Currently, epitome requires the user to have installed and configured the following packages to be in their path:

Optional:

Introduction

epitome is a program designed for the flexible construction of MRI pre-processing pipelines, with a focus on functional MRI images and their associated problems. Its primary function is to take BASH modules and chain them together in any way the user desires to create a set of batch-processing scripts for an MRI experiment.
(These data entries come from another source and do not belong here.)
use ndarray::Array1;

use crate::climate::Month;

/// Savings for one month evaluated at every point of a climate dataset.
///
/// All arrays share the order of the dataset records. Energy values are daily
/// totals in kWh, suitable for plotting as a map.
#[derive(Debug, Clone, PartialEq)]
pub struct GridSavings {
    pub month: Month,
    pub latitude: Array1<f64>,
    pub longitude: Array1<f64>,
    pub total_loss: Array1<f64>,
    pub collector_gain: Array1<f64>,
    pub net_saving: Array1<f64>,
    pub evaporation: Array1<f64>,
    pub radiation: Array1<f64>,
    pub convection: Array1<f64>,
}

impl GridSavings {
    #[must_use]
    pub fn len(&self) -> usize {
        self.latitude.len()
    }

    #[must_use]
    pub fn is_empty(&self) -> bool {
        self.latitude.is_empty()
    }
}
These modules are not necessarily dependent on one another, allowing users of this package to easily extend the functionality of epitome by simply depositing a shell script into the appropriate module folder and writing the associated python wrapper command (and documentation!)
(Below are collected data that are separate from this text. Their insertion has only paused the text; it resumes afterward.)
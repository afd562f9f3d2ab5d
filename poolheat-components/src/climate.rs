//! Monthly climate inputs and their reduction to day and night conditions.
//!
//! Climate data arrives as monthly statistics per site ([`MonthlyClimate`]).
//! [`DayNightSplit`] turns one month of statistics into the representative
//! [`ClimateConditions`](crate::pool::ClimateConditions) used by the heat
//! loss model, and [`ClimateDataset`] finds the record closest to a location.

mod dataset;
mod month;
mod monthly;
mod shielding;

pub use dataset::{ClimateDataset, ClimateLookup, ClimateRecord, Location};
pub use month::{Month, UnknownMonth};
pub use monthly::{DayNightSplit, MonthlyClimate};
pub use shielding::WindShielding;
//! Solar collector savings for a pool heated by diesel-generated electricity.
//!
//! The chain for one month is:
//!
//! 1. [`DayNightSplit`](crate::climate::DayNightSplit) reduces monthly climate
//!    statistics to day and night conditions.
//! 2. [`HeatLossModel`](crate::pool::HeatLossModel) computes the daily loss.
//! 3. [`DailyBalance`] subtracts direct solar gain on the pool surface and caps
//!    the collector contribution at the remaining demand.
//! 4. [`FuelEconomics`] converts the saved heat into electricity, diesel and
//!    money.
//!
//! [`SavingsAggregator`] runs that chain for every month of an [`Itinerary`]
//! or for every point of a climate dataset.

mod aggregator;
mod balance;
mod error;
mod fuel;
mod grid;
mod itinerary;
mod report;

pub use aggregator::SavingsAggregator;
pub use balance::{CollectorConfig, DailyBalance, DailyBalanceInput, DailyEnergy, SolarCollector};
pub use error::SavingsError;
pub use fuel::{EconomicsConfig, FuelEconomics, FuelSavings};
pub use grid::GridSavings;
pub use itinerary::Itinerary;
pub use report::{MonthlySavings, YearlySavings, YearlyTotals};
The goal of this design is to allow multiple levels of control for users of different skills with the same interface. epitome facilitates the construction of very robust pre-processing scripts that can be run on your computer or in a distributed computing environment by only answering a few high-level questions, hopefully making it easy for beginners to get started. The scripts that are output by these commands are otherwise fully tweak-able and well commented -- they encourage experimentation. These modified modules could eventually evolve into new features altogether, which are easily added to the existing pool.

This system is also designed to facilitate easy-to-reproduce research, as these scripts can be easily re-purposed for new experiments that follow the epitome folder structure. In this way, the outputs of epitome act as your lab notebook, and can be shared with collaborators or reviewers.

This manual will progress to more advanced topics in the end. First, I will explain the basic use of epitome. Next, I'll explain the modules one-by-one, follow with a description of a few common pre-processing tasks. I'll then and finish with an explanation on how to add new modules.

Dependencies

epitome contains a small number of programs that actually manipulate data, but also makes heavy use of widely-used MRI analysis tools and a number of python distributions. The user is assumed to have properly installed and configured FSL, AFNI, Freesurfer, and the python packages numpy, scipy, and matplotlib. For physiological noise regression, you must have the MATLAB compiler runtime installed, along with AFNI's McRetroTS scripts installed in /opt/MATLAB/MATLAB_Compiler_Runtime/ and /opt/mcretro/, respectively.

epitome comes packaged with AFNI's McRetroTS scripts in bin/. Version downloaded: 2012.12.17.1431 McRetroTS_linux64pkg.zip on Nov 5th 2014.

The program itself was built and tested on the Ubuntu 12.04/14.04 OS. I imagine it will work well in any Linux environment. It should run on Mac OS X as well, but this remains unverified. There will be no support for Windows.

Bundled Files

epitome comes with some bundled files under assets/. Some of these files are used by the pipeline directly, and others are files that the user might find useful at the analysis stage (for example, whole brain atlases). A full list follows, with indication as to whether the database interacts directly with these files, or whether they are only there for convienience.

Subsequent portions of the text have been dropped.